__TASK STATEMENT__. Within the records, find every line that includes the word "pair" and copy it.
BEGIN MATERIAL TO PROCESS
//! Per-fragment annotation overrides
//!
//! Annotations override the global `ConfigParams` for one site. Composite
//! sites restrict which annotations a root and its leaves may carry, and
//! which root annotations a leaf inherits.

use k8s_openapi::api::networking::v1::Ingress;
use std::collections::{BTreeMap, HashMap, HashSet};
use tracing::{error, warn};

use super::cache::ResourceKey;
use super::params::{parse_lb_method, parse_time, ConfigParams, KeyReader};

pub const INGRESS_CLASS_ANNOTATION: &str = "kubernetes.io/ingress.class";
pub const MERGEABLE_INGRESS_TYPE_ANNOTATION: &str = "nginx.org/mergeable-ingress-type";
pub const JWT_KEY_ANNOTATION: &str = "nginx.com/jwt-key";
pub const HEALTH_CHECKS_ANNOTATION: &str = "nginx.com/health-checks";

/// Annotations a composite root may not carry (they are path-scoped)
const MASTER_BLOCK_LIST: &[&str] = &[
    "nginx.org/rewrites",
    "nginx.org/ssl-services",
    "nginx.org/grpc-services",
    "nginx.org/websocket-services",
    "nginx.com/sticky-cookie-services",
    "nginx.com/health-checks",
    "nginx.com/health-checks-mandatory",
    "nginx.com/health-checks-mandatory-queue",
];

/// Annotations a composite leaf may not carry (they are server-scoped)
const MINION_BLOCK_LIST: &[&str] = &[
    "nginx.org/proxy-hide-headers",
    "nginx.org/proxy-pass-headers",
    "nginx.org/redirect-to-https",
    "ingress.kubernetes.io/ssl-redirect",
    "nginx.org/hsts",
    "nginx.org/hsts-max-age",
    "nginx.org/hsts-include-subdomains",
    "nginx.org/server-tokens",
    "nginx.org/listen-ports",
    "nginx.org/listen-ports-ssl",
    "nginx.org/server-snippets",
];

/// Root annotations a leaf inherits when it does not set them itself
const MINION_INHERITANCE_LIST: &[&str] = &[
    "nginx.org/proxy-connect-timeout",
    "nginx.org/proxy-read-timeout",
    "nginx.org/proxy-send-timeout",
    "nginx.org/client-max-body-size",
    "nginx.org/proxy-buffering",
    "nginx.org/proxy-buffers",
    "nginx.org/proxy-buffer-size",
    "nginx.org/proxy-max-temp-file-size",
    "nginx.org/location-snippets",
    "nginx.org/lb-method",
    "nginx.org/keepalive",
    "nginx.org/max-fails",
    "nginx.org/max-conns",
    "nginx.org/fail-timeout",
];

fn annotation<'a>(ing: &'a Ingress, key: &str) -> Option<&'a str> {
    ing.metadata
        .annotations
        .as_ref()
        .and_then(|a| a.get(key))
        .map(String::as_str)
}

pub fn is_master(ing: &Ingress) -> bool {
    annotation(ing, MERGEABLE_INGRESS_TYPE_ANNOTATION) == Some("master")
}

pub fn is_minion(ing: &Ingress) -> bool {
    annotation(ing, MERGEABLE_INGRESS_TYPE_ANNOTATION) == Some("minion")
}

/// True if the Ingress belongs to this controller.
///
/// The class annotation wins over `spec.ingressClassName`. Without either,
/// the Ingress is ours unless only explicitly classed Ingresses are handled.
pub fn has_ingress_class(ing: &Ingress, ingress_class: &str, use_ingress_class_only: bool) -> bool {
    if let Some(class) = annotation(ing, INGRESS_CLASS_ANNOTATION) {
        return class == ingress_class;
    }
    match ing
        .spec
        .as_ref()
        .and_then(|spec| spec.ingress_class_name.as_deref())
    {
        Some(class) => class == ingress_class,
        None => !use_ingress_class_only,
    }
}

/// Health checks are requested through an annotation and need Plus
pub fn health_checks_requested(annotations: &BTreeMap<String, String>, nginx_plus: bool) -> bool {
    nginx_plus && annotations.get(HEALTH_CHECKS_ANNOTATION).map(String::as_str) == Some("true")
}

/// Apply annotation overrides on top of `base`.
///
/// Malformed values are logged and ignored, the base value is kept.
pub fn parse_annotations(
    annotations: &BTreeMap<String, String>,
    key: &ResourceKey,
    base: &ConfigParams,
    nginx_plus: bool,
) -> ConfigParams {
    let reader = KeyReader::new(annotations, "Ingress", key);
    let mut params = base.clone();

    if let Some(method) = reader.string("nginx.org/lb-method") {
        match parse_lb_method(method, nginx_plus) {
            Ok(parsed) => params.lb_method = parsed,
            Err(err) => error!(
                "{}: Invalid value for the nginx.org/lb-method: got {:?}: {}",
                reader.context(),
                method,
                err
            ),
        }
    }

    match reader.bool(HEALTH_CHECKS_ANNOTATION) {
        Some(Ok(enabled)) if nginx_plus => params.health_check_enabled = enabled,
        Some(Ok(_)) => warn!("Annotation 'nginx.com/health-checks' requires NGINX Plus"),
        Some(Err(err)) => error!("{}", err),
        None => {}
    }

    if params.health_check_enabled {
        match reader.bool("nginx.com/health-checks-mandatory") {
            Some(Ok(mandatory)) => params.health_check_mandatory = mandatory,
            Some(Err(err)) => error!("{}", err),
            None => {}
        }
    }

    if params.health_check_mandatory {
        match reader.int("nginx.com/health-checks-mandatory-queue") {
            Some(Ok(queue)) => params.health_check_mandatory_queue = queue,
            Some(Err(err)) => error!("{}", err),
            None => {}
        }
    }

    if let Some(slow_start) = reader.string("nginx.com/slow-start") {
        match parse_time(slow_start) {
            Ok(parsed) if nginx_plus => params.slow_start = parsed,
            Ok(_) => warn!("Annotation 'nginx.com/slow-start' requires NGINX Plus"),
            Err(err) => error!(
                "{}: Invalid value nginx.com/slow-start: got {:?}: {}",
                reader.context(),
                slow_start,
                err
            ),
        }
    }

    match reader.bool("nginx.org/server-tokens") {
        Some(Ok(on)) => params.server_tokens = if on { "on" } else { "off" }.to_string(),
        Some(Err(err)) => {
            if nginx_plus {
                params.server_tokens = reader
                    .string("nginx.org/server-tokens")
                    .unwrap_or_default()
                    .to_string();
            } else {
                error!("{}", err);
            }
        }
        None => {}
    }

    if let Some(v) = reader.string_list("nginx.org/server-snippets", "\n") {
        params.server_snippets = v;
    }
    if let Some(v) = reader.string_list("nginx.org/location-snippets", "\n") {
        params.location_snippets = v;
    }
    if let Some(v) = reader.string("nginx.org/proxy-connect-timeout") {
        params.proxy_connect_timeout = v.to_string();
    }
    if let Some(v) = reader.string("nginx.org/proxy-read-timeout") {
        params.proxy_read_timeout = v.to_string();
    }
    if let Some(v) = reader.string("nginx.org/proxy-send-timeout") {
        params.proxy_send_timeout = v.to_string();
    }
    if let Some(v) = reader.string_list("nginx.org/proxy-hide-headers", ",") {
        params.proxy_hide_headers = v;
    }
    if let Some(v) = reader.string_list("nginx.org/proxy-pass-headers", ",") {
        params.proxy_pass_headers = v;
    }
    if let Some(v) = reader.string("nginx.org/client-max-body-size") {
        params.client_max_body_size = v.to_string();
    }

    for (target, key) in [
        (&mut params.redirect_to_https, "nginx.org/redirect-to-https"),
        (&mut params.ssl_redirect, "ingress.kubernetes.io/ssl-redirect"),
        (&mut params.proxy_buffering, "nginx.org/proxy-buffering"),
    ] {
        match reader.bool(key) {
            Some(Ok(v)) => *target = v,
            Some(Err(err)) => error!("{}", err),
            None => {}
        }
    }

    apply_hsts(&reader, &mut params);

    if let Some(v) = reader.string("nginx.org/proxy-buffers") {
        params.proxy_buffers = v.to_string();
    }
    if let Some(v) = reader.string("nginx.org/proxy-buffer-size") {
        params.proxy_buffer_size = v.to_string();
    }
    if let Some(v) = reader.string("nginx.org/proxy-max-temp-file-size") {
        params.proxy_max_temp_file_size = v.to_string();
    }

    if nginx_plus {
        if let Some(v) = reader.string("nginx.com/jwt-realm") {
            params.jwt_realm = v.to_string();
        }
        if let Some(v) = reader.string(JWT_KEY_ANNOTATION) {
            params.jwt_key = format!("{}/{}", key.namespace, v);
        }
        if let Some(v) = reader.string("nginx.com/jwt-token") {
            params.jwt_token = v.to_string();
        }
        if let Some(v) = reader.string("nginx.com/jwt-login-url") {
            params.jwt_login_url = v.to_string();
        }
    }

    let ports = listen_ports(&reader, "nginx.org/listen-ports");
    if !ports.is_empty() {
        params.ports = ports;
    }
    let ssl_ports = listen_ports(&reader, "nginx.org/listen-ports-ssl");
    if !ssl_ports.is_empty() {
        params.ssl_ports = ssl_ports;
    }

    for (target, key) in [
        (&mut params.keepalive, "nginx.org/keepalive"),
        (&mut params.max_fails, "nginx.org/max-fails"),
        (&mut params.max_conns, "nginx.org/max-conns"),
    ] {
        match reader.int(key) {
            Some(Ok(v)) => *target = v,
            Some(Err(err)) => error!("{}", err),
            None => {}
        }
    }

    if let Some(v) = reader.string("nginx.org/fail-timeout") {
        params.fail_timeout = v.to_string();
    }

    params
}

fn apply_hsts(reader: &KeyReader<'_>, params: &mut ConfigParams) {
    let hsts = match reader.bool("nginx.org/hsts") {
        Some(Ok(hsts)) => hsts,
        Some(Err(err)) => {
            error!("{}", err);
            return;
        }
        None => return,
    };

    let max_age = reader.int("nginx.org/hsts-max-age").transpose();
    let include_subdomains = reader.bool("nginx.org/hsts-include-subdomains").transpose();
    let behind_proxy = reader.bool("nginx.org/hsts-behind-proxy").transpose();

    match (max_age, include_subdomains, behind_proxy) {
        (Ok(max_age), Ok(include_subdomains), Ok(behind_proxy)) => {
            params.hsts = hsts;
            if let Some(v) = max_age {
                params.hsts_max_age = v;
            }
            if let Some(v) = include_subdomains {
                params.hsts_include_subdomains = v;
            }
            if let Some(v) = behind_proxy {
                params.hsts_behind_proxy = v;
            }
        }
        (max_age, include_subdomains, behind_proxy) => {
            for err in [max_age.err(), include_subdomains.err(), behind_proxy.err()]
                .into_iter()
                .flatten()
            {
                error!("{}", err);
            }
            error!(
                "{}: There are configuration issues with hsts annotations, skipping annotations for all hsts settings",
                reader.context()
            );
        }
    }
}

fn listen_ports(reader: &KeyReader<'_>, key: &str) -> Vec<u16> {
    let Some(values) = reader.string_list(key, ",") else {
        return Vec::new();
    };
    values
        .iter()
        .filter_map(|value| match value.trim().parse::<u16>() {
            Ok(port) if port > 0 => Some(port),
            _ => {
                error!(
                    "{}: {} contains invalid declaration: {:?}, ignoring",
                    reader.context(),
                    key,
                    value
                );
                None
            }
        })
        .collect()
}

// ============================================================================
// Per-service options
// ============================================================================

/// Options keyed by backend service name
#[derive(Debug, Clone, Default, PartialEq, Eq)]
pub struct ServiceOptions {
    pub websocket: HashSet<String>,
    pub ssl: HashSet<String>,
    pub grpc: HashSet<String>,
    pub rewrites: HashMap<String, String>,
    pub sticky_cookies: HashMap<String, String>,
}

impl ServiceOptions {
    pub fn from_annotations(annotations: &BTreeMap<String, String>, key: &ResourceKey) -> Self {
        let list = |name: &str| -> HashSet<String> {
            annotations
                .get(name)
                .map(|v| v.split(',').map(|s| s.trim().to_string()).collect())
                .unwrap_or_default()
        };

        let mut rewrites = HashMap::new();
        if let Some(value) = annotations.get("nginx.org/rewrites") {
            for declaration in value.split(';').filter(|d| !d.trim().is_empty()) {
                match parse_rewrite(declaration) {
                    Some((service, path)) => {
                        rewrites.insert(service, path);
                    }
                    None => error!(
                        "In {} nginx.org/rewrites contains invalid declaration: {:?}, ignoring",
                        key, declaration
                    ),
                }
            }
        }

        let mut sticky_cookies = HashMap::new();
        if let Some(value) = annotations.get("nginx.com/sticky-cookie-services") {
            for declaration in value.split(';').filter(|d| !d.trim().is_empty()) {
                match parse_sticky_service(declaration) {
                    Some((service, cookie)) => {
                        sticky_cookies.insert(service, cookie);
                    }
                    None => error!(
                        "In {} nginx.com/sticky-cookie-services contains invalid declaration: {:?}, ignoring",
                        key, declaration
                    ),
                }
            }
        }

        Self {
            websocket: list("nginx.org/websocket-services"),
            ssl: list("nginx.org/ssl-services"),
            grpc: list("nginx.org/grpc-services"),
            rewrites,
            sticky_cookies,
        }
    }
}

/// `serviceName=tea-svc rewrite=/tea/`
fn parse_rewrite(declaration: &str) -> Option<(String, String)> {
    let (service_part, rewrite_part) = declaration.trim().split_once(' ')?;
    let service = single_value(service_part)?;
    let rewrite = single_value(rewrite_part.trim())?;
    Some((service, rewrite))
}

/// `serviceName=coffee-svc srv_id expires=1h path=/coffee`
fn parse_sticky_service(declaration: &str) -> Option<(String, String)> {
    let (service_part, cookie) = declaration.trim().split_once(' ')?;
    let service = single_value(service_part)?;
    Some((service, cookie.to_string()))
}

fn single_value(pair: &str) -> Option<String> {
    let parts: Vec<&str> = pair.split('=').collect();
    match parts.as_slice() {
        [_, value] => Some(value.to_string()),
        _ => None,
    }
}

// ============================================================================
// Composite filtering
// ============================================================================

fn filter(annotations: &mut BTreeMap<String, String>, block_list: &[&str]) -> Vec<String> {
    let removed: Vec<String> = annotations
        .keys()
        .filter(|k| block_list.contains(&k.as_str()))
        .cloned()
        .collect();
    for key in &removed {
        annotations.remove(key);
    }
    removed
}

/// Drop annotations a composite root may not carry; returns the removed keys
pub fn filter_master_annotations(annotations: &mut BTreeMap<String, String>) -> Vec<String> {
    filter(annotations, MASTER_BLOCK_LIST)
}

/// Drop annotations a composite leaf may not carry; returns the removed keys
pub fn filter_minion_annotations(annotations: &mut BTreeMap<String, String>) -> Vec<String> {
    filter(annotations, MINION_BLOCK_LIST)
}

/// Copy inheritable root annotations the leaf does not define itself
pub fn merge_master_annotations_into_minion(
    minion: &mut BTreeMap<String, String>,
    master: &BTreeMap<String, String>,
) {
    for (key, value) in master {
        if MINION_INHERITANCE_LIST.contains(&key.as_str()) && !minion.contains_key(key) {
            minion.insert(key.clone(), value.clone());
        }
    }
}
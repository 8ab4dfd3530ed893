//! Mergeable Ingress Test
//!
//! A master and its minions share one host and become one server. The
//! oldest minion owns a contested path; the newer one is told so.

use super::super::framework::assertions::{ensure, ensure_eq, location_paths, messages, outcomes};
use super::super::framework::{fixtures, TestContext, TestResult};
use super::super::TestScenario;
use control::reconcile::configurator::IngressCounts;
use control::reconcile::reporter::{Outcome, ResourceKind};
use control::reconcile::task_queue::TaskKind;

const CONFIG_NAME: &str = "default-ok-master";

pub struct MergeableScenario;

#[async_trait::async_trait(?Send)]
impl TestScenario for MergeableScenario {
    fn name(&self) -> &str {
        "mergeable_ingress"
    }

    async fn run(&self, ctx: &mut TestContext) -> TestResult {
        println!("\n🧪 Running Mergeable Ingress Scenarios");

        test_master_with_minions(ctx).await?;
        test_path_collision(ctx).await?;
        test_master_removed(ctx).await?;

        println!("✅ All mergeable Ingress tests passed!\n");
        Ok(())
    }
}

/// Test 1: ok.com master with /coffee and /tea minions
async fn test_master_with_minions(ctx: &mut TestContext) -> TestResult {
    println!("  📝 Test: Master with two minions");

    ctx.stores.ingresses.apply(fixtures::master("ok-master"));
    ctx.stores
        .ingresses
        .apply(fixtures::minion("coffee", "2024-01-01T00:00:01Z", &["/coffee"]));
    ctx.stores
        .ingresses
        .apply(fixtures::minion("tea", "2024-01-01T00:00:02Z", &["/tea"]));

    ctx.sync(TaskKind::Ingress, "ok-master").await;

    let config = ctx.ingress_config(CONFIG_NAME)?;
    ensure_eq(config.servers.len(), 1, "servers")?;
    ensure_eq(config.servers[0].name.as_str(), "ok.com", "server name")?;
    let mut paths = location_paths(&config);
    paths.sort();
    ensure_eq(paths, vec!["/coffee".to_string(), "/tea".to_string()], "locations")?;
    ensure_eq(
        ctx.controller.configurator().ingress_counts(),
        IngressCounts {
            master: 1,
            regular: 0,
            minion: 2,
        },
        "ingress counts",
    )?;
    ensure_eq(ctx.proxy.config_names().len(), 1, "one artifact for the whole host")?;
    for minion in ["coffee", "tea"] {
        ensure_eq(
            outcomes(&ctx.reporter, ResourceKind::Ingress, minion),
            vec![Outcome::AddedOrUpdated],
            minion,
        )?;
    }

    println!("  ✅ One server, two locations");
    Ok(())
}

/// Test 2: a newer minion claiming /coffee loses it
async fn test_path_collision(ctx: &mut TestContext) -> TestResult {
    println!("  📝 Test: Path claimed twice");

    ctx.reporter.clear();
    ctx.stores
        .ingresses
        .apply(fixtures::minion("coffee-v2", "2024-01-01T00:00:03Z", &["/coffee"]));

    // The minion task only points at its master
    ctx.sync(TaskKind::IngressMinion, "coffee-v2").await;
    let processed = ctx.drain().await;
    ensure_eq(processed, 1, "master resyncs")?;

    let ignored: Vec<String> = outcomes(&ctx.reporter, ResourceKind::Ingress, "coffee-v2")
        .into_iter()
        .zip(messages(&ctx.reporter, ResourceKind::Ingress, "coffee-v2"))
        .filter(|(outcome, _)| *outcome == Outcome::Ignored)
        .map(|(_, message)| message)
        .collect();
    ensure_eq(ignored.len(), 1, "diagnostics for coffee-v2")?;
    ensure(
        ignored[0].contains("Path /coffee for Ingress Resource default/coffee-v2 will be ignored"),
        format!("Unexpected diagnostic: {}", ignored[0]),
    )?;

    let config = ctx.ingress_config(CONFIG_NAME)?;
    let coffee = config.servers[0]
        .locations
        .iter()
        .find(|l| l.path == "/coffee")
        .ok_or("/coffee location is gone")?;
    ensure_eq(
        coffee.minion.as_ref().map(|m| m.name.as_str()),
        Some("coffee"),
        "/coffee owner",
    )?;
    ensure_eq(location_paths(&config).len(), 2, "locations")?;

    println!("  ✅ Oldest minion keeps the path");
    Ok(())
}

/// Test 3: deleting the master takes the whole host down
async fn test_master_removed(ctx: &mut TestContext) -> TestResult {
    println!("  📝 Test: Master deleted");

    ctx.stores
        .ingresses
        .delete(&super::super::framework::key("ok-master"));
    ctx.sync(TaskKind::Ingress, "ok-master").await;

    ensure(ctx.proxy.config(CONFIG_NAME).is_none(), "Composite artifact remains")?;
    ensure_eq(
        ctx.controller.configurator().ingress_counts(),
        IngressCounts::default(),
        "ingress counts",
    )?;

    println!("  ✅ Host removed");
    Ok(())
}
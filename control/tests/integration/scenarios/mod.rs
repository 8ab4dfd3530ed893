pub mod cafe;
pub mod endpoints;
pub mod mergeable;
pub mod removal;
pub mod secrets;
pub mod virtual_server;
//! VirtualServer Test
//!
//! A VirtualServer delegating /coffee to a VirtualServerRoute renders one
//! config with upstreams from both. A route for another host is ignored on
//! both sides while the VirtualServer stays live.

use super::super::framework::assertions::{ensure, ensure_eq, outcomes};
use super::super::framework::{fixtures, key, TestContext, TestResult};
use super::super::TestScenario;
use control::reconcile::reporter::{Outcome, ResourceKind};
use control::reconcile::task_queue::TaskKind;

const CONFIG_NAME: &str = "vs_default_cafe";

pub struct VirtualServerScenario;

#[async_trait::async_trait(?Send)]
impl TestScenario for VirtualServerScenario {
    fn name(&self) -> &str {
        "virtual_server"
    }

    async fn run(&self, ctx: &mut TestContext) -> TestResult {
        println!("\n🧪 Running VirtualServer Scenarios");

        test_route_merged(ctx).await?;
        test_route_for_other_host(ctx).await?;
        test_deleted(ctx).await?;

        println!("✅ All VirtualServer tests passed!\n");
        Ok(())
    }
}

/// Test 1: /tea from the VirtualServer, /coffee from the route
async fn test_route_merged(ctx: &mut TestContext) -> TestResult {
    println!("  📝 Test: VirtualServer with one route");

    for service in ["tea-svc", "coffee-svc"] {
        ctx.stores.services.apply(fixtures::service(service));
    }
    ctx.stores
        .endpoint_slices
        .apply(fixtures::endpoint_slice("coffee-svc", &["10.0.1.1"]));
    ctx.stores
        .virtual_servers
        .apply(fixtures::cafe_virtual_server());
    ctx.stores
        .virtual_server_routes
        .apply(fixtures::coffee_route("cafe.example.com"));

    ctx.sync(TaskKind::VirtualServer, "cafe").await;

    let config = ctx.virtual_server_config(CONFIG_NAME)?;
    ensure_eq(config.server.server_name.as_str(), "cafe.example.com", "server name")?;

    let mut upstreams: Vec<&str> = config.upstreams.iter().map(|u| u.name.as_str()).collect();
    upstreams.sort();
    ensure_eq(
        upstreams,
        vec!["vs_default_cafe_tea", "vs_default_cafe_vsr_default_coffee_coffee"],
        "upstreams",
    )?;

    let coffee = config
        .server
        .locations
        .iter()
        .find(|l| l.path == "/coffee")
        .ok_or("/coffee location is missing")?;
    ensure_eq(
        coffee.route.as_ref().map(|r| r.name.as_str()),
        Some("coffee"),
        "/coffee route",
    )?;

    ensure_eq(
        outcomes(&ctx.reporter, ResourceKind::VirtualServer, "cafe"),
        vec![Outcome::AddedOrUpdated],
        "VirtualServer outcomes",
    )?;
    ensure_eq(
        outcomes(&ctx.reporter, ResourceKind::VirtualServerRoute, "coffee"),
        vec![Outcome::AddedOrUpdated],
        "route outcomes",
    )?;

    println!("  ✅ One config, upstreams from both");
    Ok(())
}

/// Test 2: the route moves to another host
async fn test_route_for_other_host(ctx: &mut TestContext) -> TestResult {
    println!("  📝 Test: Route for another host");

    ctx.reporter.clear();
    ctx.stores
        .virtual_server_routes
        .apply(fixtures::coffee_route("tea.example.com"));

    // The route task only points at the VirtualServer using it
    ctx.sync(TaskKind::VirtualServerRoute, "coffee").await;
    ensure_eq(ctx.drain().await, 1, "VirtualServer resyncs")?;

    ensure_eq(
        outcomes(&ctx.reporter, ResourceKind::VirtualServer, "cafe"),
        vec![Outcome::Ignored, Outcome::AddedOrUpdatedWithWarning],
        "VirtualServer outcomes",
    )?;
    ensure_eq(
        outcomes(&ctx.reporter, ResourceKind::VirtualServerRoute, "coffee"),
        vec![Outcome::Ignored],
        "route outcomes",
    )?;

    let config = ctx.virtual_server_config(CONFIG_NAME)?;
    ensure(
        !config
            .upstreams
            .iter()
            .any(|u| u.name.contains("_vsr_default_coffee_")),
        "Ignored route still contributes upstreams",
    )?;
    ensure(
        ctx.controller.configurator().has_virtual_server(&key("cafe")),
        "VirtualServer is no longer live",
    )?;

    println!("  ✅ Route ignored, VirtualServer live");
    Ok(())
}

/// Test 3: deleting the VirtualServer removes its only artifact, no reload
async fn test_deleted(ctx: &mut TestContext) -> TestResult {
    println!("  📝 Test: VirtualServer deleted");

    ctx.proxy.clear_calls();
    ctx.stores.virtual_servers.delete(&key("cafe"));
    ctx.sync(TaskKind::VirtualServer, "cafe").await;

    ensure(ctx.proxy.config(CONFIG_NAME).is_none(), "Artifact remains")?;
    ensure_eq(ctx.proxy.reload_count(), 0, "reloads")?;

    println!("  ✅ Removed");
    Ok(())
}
END MATERIAL TO PROCESS
__REPLY__.
fn single_value(pair: &str) -> Option<String> {
    let parts: Vec<&str> = pair.split('=').collect();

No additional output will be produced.